THE TEN COMMANDMENTS OF THE POSTMODERN: AN INTRODUCTION


In the life of rhizomes, one thing leads to another as time goes on, in no neat pattern. After we declared that there is no "ten commandments of postmodernism," we talked ourselves into one. It came about because we were frustrated by the attempt to create a list of critical concepts in postmodern theory. At this writing, that file is in bad shape. It started with single words. These proliferated and began to overlap, causing us categorical distress. We decided that sentences were needed instead of words to itemize the key postmodern critical concepts. That led to the start of an ESSAY on postmodern concepts. That new start helped little. An organizing principle cried out for discovery. We set aside the postmodern distaste for organizing principles and looked around.
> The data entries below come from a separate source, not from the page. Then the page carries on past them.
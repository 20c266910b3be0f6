//! Storm orchestration.
//!
//! Each storm runs `Bombard -> Relax -> Reduce -> Done`. The coordinator
//! resolves particle reaches and the active region up front, then hands the
//! finalized plan to the workers, which run the three phases separated by
//! barriers. Storms never overlap: storm `i + 1` starts from the relaxed
//! layer left by storm `i`.

use std::fmt;

use tracing::{debug, info, trace};

use crate::config::SimulationConfig;
use crate::error::SimulationError;
use crate::impact::bombard_share;
use crate::layer::Layer;
use crate::peak::{reduce_share, resolve, Peak, PeakMerger};
use crate::pool::{Worker, WorkerPool};
use crate::range::{plan_storm, StormPlan};
use crate::relax::relax_share;
use crate::storm::Storm;

#[derive(Debug, Clone, Copy, PartialEq, Eq)]
pub enum Phase {
    Bombard,
    Relax,
    Reduce,
    Done,
}

impl fmt::Display for Phase {
    fn fmt(&self, f: &mut fmt::Formatter<'_>) -> fmt::Result {
        match self {
            Phase::Bombard => write!(f, "bombard"),
            Phase::Relax => write!(f, "relax"),
            Phase::Reduce => write!(f, "reduce"),
            Phase::Done => write!(f, "done"),
        }
    }
}

pub struct Simulation {
    config: SimulationConfig,
    layer: Layer,
    pool: WorkerPool,
    results: Vec<Peak>,
}

impl Simulation {
    /// Validates `config` and allocates a zeroed layer of `layer_size` cells.
    pub fn new(layer_size: usize, config: SimulationConfig) -> Result<Self, SimulationError> {
        config.validate()?;
        let pool = WorkerPool::new(config.workers)?;
        info!(
            layer_size = layer_size,
            threshold = config.threshold,
            workers = config.workers,
            min_parallel_cells = config.min_parallel_cells,
            "Simulation initialized"
        );
        Ok(Self {
            config,
            layer: Layer::new(layer_size),
            pool,
            results: Vec::new(),
        })
    }

    /// Runs every storm in order and returns one peak per storm.
    pub fn run<I>(&mut self, storms: I) -> &[Peak]
    where
        I: IntoIterator<Item = Storm>,
    {
        for storm in storms {
            self.run_storm(storm);
        }
        &self.results
    }

    /// Processes one storm to completion. The storm is released on return.
    ///
    /// A storm that reaches no cell reports the default peak `(0, 0.0)`.
    pub fn run_storm(&mut self, storm: Storm) -> Peak {
        let index = self.results.len();
        let threshold = self.config.threshold;
        let plan = plan_storm(&storm, threshold, self.layer.len());
        let region = plan.region;

        debug!(
            storm = index,
            phase = %Phase::Bombard,
            particles = storm.len(),
            impacts = plan.impacts.len(),
            region_start = region.start(),
            region_end = region.end(),
            "Storm started"
        );

        let peak = if region.is_empty() {
            Peak::default()
        } else {
            let merger = PeakMerger::new();
            if region.len() < self.config.min_parallel_cells {
                WorkerPool::run_inline(|worker| self.storm_kernel(&plan, &worker, &merger));
            } else {
                self.pool
                    .broadcast(|worker| self.storm_kernel(&plan, &worker, &merger));
            }
            resolve(merger.into_inner(), &self.layer, &region)
        };

        debug!(
            storm = index,
            phase = %Phase::Done,
            position = peak.position,
            energy = peak.energy,
            "Storm finished"
        );
        self.results.push(peak);
        peak
    }

    /// The per-worker body of one storm.
    fn storm_kernel(&self, plan: &StormPlan, worker: &Worker<'_>, merger: &PeakMerger) {
        let layer = &self.layer;
        let region = &plan.region;

        bombard_share(
            layer,
            &plan.impacts,
            worker.share(region.range()),
            self.config.threshold,
        );
        worker.wait();

        if worker.index() == 0 {
            trace!(phase = %Phase::Relax, "Bombardment complete");
        }
        relax_share(layer, region, worker);
        worker.wait();

        if worker.index() == 0 {
            trace!(phase = %Phase::Reduce, "Relaxation complete");
        }
        reduce_share(layer, region, worker, merger);
    }

    pub fn layer_values(&self) -> Vec<f32> {
        self.layer.to_vec()
    }

    pub fn results(&self) -> &[Peak] {
        &self.results
    }

    /// Peak position of every processed storm, in storm order.
    pub fn positions(&self) -> Vec<usize> {
        self.results.iter().map(|p| p.position).collect()
    }

    /// Peak energy of every processed storm, in storm order.
    pub fn maxima(&self) -> Vec<f32> {
        self.results.iter().map(|p| p.energy).collect()
    }
}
Browsing through our "genesis" document, we found the declaration against a "ten command ments." An idea was born. Off of the shelf came a tattered old Gideon Bible. Licensed by the spirit of parodic play in the postmodern sensibility under review, we wrote a new decalogue for the postmodern. We designed it to provide the seeds of everything that we can hope to say about postmodern critical theory. From it we hope our critical theory project will wander as far as its rhizomatic impulse can take it.

That, at any rate, is the state of developments on this wintry day. Any day is a good day for rhizomatic nomadry. THE TEN COMMANDMENTS OF THE POSTMODERN may make good reading as the snow comes down. And we are expecting them to endure into the season beyond, at least.